# What you will do:
Your response must be made up of each line in the data below that contains the string "Parser".

BEGIN Provided data

use std::io::Write;

use anyhow::Result;
use serde::Serialize;

use deepnote_blocks::registry::{catalog, KindSpec};

use crate::output;

#[derive(Debug, Serialize)]
pub struct KindsOut {
    pub kinds: Vec<KindSpec>,
}

pub fn run() -> Result<()> {
    let kinds = catalog();
    if output::is_json() {
        return output::print(&KindsOut { kinds });
    }

    let mut stdout = output::stdout();
    for k in &kinds {
        writeln!(stdout, "{:<20} {:<9} {}", k.kind, k.family, k.description)?;
    }
    Ok(())
}
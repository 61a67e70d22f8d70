use std::path::PathBuf;

use clap::{ArgAction, Parser, Subcommand};

#[derive(Parser, Debug, Clone)]
#[command(name = "deepnote", version, about = "Validate and compile Deepnote documents")]
pub struct Cli {
    /// Emit JSON output on stdout.
    #[arg(long, global = true)]
    pub json: bool,

    /// YAML file overriding document limits.
    #[arg(long, global = true)]
    pub config: Option<PathBuf>,

    /// Increase log verbosity (-v info, -vv debug, -vvv trace).
    #[arg(short, long, global = true, action = ArgAction::Count)]
    pub verbose: u8,

    #[command(subcommand)]
    pub command: Command,
}

#[derive(Subcommand, Debug, Clone)]
pub enum Command {
    /// Check a document's structure, cross references and block inputs.
    Validate {
        /// Path to a .deepnote file.
        file: PathBuf,
    },

    /// Compile code blocks to Python and display blocks to Markdown.
    Compile {
        file: PathBuf,

        /// Only this notebook (by id).
        #[arg(long)]
        notebook: Option<String>,

        /// Variable set by the button that started this run. Repeatable.
        #[arg(long = "variable", value_name = "NAME")]
        variables: Vec<String>,
    },

    /// Render display blocks as Markdown. Other blocks are skipped.
    Markdown {
        file: PathBuf,

        #[arg(long)]
        notebook: Option<String>,

        /// Emit text cells as plain text without markdown markers.
        #[arg(long)]
        plain: bool,
    },

    /// List supported block kinds.
    Kinds,
}
//! `visualization` blocks: a chart over a dataframe variable.

use serde_json::Value;

use deepnote_core::model::Block;

use super::variable_name;
use crate::errors::{BlockError, BlockResult, VisualizationBlockError};
use crate::snippets;

pub const VARIABLE_FIELD: &str = "deepnote_variable_name";
pub const SPEC_FIELD: &str = "deepnote_visualization_spec";

pub fn python(block: &Block) -> BlockResult<String> {
    let meta = metadata_of!(block, Visualization);
    let missing = |field| VisualizationBlockError {
        block_id: block.id.to_string(),
        field,
    };

    let raw_name = meta
        .deepnote_variable_name
        .as_deref()
        .filter(|n| !n.is_empty())
        .ok_or_else(|| missing(VARIABLE_FIELD))?;

    let spec = meta
        .deepnote_visualization_spec
        .as_ref()
        .filter(|s| is_present(s))
        .ok_or_else(|| missing(SPEC_FIELD))?;

    let spec_json = serde_json::to_string(spec)
        .map_err(|e| BlockError::serialization(block.id.as_str(), SPEC_FIELD, e))?;

    let filters = meta
        .deepnote_chart_filter
        .as_ref()
        .and_then(|f| f.advanced_filters.as_deref())
        .unwrap_or_default();
    let filters_json = serde_json::to_string(filters)
        .map_err(|e| BlockError::serialization(block.id.as_str(), "deepnote_chart_filter", e))?;

    Ok(snippets::deepnote_chart(&variable_name(raw_name), &spec_json, &filters_json))
}

/// A spec counts as missing when it is null, `false`, `0` or the empty string.
pub fn is_present(spec: &Value) -> bool {
    match spec {
        Value::Null => false,
        Value::Bool(b) => *b,
        Value::Number(n) => n.as_f64().map_or(true, |f| f != 0.0),
        Value::String(s) => !s.is_empty(),
        Value::Array(_) | Value::Object(_) => true,
    }
}

#[cfg(test)]
mod tests {
    use super::*;
    use crate::blocks::testing::block;
    use assert_matches::assert_matches;
    use deepnote_core::model::BlockKind;
    use serde_json::json;

    #[test]
    fn emits_chart_with_default_filters() {
        let b = block(
            BlockKind::Visualization,
            "",
            json!({
                "deepnote_variable_name": "df",
                "deepnote_visualization_spec": { "mark": "bar", "encoding": {} }
            }),
        );
        assert_eq!(
            python(&b).unwrap(),
            r#"_dntk.DeepnoteChart(df, '{"mark":"bar","encoding":{}}', attach_selection=True, filters='[]')"#
        );
    }

    #[test]
    fn filters_and_sanitized_name() {
        let b = block(
            BlockKind::Visualization,
            "",
            json!({
                "deepnote_variable_name": "my df",
                "deepnote_visualization_spec": { "mark": "line" },
                "deepnote_chart_filter": { "advancedFilters": [{ "column": "a" }] }
            }),
        );
        let code = python(&b).unwrap();
        assert!(code.starts_with("_dntk.DeepnoteChart(my_df, "));
        assert!(code.ends_with(r#"filters='[{"column":"a"}]')"#));
    }

    #[test]
    fn missing_variable_name() {
        let mut b = block(BlockKind::Visualization, "", json!({ "deepnote_visualization_spec": {} }));
        b.id = "test-viz-id".into();
        let err = python(&b).unwrap_err();
        assert_matches!(
            &err,
            BlockError::Visualization(VisualizationBlockError { field: "deepnote_variable_name", .. })
        );
        assert!(err.to_string().contains("test-viz-id"));
    }

    #[test]
    fn missing_or_falsy_spec() {
        for spec in [json!(null), json!(false), json!(""), json!(0)] {
            let b = block(
                BlockKind::Visualization,
                "",
                json!({ "deepnote_variable_name": "df", "deepnote_visualization_spec": spec }),
            );
            assert_matches!(
                python(&b),
                Err(BlockError::Visualization(VisualizationBlockError { field: "deepnote_visualization_spec", .. }))
            );
        }
    }

    #[test]
    fn name_is_checked_before_spec() {
        let b = block(BlockKind::Visualization, "", json!({}));
        assert_matches!(
            python(&b),
            Err(BlockError::Visualization(VisualizationBlockError { field: "deepnote_variable_name", .. }))
        );
    }
}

END Provided data

# Response to the exercise:
use clap::{ArgAction, Parser, Subcommand};
#[derive(Parser, Debug, Clone)]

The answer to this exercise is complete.